00:07Oui, une grande étude de l'APEC constate que près de la moitié des salariés du privé jugent opaques les critères de fixation des augmentations au sein de l'entreprise.
00:16Et ils sont nombreux à estimer que les écarts de rémunération devraient être, Barthélémy Philippe, strictement encadrés.
00:22Oui, un salarié sur deux plaît pour un écart maximal de 1 à 5.
00:26Un salarié sur cinq veut que la rémunération la plus élevée ne dépasse pas deux fois le salaire le plus bas.
00:32Une tentation égalitaire renforcée par le manque de perspectives d'évolution salariale.
00:37En France, la moitié des salariés du privé sont bloqués entre le SMIC et 2200 euros net par mois.

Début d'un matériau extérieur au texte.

// src/strategies/text_regex.rs
// Last-resort strategy: pattern matching over the page text with all
// markup ignored. Coarse, but it keeps observations flowing when both
// structured data and testid markers disappear in a redesign.

use super::{parse_sail_date, ExtractionStrategy};
use crate::config::TextRegexSelectors;
use crate::errors::TrackerError;
use crate::types::{CabinCategory, Currency, ExtractedFields};
use regex::Regex;

pub struct TextRegexStrategy {
    price_re: Regex,
    ship_re: Regex,
    port_re: Regex,
    nights_re: Regex,
    date_re: Regex,
    tag_re: Regex,
}

fn compile(name: &str, pattern: &str) -> Result<Regex, TrackerError> {
    Regex::new(pattern)
        .map_err(|e| TrackerError::Config(format!("bad text_regex pattern '{}': {}", name, e)))
}

impl TextRegexStrategy {
    pub fn new(selectors: &TextRegexSelectors) -> Result<Self, TrackerError> {
        Ok(Self {
            price_re: compile("price", &selectors.price_pattern)?,
            ship_re: compile("ship", &selectors.ship_pattern)?,
            port_re: compile("port", &selectors.port_pattern)?,
            nights_re: compile("nights", &selectors.nights_pattern)?,
            date_re: compile("date", &selectors.date_pattern)?,
            tag_re: Regex::new(r"<[^>]*>").map_err(|e| TrackerError::Config(e.to_string()))?,
        })
    }

    fn strip_tags(&self, content: &str) -> String {
        self.tag_re.replace_all(content, " ").to_string()
    }
}

impl ExtractionStrategy for TextRegexStrategy {
    fn name(&self) -> &'static str {
        "text_regex"
    }

    fn attempt(&self, content: &str) -> Option<ExtractedFields> {
        let text = self.strip_tags(content);

        // Price pattern captures (symbol, amount); amount group is required
        let price_caps = self.price_re.captures(&text)?;
        let (symbol, amount) = match (price_caps.get(1), price_caps.get(2)) {
            (Some(sym), Some(amt)) => (sym.as_str().chars().next(), amt.as_str()),
            (Some(amt), None) => (None, amt.as_str()),
            _ => return None,
        };
        let price: f64 = amount.replace(',', "").parse().ok()?;
        let currency = symbol
            .and_then(Currency::from_symbol)
            .unwrap_or(Currency::Usd);

        let ship = self
            .ship_re
            .captures(&text)
            .and_then(|c| c.get(1))
            .map(|m| m.as_str().trim().to_string())?;
        let nights: u32 = self
            .nights_re
            .captures(&text)
            .and_then(|c| c.get(1))
            .and_then(|m| m.as_str().parse().ok())?;

        let departure_port = self
            .port_re
            .captures(&text)
            .and_then(|c| c.get(1))
            .map(|m| m.as_str().trim().to_string())
            .unwrap_or_default();
        let sail_date = self
            .date_re
            .captures(&text)
            .and_then(|c| c.get(1))
            .and_then(|m| parse_sail_date(m.as_str()));

        Some(ExtractedFields {
            price,
            currency,
            ship,
            departure_port,
            nights,
            sail_date,
            cabin: CabinCategory::Interior,
        })
    }
}
// src/detector.rs
// Flags snapshots that undercut their baseline. Two independent triggers:
// a fixed ratio under the rolling minimum catches "record low ever seen",
// and a stddev rule catches unusual dips on naturally volatile itineraries
// that a fixed percentage would miss.

use crate::config::TrackerConfig;
use crate::types::{Baseline, DealEvent, Snapshot};
use chrono::Utc;
use tracing::info;
use uuid::Uuid;

#[derive(Debug)]
pub enum Evaluation {
    Deal(DealEvent),
    NoDeal,
}

pub struct DealDetector {
    threshold_ratio: f64,
    stddev_multiplier: f64,
}

impl DealDetector {
    pub fn new(config: &TrackerConfig) -> Self {
        Self {
            threshold_ratio: config.threshold_ratio,
            stddev_multiplier: config.stddev_multiplier,
        }
    }

    pub fn with_thresholds(threshold_ratio: f64, stddev_multiplier: f64) -> Self {
        Self {
            threshold_ratio,
            stddev_multiplier,
        }
    }

    pub fn evaluate(&self, snapshot: &Snapshot, baseline: &Baseline) -> Evaluation {
        if baseline.insufficient_data {
            return Evaluation::NoDeal;
        }

        let ratio_trigger =
            snapshot.price <= baseline.rolling_minimum * (1.0 - self.threshold_ratio);
        let stddev_trigger = baseline.stddev > 0.0
            && snapshot.price <= baseline.mean - self.stddev_multiplier * baseline.stddev;

        if !ratio_trigger && !stddev_trigger {
            return Evaluation::NoDeal;
        }

        let drop_ratio = if baseline.rolling_minimum > 0.0 {
            (baseline.rolling_minimum - snapshot.price) / baseline.rolling_minimum
        } else {
            0.0
        };
        let score = drop_ratio.max(0.0);

        let event = DealEvent {
            id: Uuid::new_v4().to_string(),
            itinerary_key: snapshot.itinerary_key.clone(),
            triggering_snapshot: snapshot.clone(),
            baseline_at_detection: baseline.clone(),
            drop_ratio,
            score,
            detected_at: Utc::now(),
        };

        info!(
            "💰 Deal detected: {} {} @ {:.2} (rolling min {:.2}, score {:.3}, via {})",
            event.triggering_snapshot.ship,
            event.itinerary_key,
            event.triggering_snapshot.price,
            baseline.rolling_minimum,
            event.score,
            if ratio_trigger { "ratio" } else { "stddev" }
        );

        Evaluation::Deal(event)
    }
}

#[cfg(test)]
mod tests {
    use super::*;
    use crate::types::{CabinCategory, Currency, ItineraryKey};

    fn baseline(rolling_minimum: f64, mean: f64, stddev: f64, samples: usize) -> Baseline {
        Baseline {
            itinerary_key: ItineraryKey("k1".to_string()),
            rolling_minimum,
            mean,
            stddev,
            sample_count: samples,
            insufficient_data: samples < 3,
            computed_at: Utc::now(),
        }
    }

    fn snapshot(price: f64) -> Snapshot {
        Snapshot {
            itinerary_key: ItineraryKey("k1".to_string()),
            price,
            currency: Currency::Usd,
            ship: "Oasis of the Seas".to_string(),
            departure_port: "Miami, FL".to_string(),
            nights: 7,
            sail_date: None,
            cabin: CabinCategory::Interior,
            captured_at: Utc::now(),
            source_strategy: "structured".to_string(),
        }
    }

    #[test]
    fn ratio_rule_fires_at_documented_threshold() {
        let detector = DealDetector::with_thresholds(0.15, 2.0);
        let base = baseline(1000.0, 1050.0, 10.0, 10);

        match detector.evaluate(&snapshot(840.0), &base) {
            Evaluation::Deal(event) => {
                assert!(event.score >= 0.15);
                assert!((event.drop_ratio - 0.16).abs() < 1e-9);
            }
            Evaluation::NoDeal => panic!("840 under a 1000 minimum at 15% must fire"),
        }
    }

    #[test]
    fn nine_hundred_does_not_fire_via_ratio_rule() {
        // stddev disabled by a huge multiplier so only the ratio rule acts
        let detector = DealDetector::with_thresholds(0.15, 1000.0);
        let base = baseline(1000.0, 1050.0, 10.0, 10);
        assert!(matches!(detector.evaluate(&snapshot(900.0), &base), Evaluation::NoDeal));
    }

    #[test]
    fn stddev_rule_catches_volatile_itinerary_dips() {
        // 900 is not 15% under the 1000 minimum, but it is more than
        // 2 stddevs under the mean
        let detector = DealDetector::with_thresholds(0.15, 2.0);
        let base = baseline(1000.0, 1100.0, 80.0, 10);
        assert!(matches!(detector.evaluate(&snapshot(900.0), &base), Evaluation::Deal(_)));
    }

    #[test]
    fn insufficient_data_never_evaluates_to_a_deal() {
        let detector = DealDetector::with_thresholds(0.15, 2.0);
        let base = baseline(1000.0, 1000.0, 5.0, 2);
        assert!(matches!(detector.evaluate(&snapshot(1.0), &base), Evaluation::NoDeal));
    }

    #[test]
    fn score_is_clamped_non_negative() {
        // stddev trigger with a price above the rolling minimum
        let detector = DealDetector::with_thresholds(0.50, 1.0);
        let base = baseline(800.0, 1200.0, 100.0, 10);
        match detector.evaluate(&snapshot(1050.0), &base) {
            Evaluation::Deal(event) => {
                assert!(event.score >= 0.0);
                assert_eq!(event.score, 0.0);
            }
            Evaluation::NoDeal => panic!("stddev rule should fire at mean - 1.5 stddev"),
        }
    }
}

00:43Et c'est sans doute ce qui explique leur défiance vis-à-vis des plus hauts revenus, selon Franck Morel, expert associé à l'Institut Montaigne.
00:51Ce salarié-là, c'est un salarié dont le revenu a moins évolué ces dernières années,
00:56qui ne sait pas grand-chose sur la manière dont sont organisées les augmentations de rémunération dans l'entreprise
01:01et qui en tire une certaine forme de méfiance sociale, considérant également que notre pays est très inégalitaire par rapport au reste du monde.
01:07Un préjugé, car en France, les inégalités salariales sont largement atténuées par les impôts et le modèle social.
01:14Les écarts de revenus avant le système redistributif sont de 1 à 18 et ils tombent de 1 à 3 grâce au système redistributif.
01:22Une réalité dont les salariés qui réclament un encadrement très strict des rémunérations n'ont pas forcément conscience.
01:28Barthélémy Philippe du service Économie d'Europe.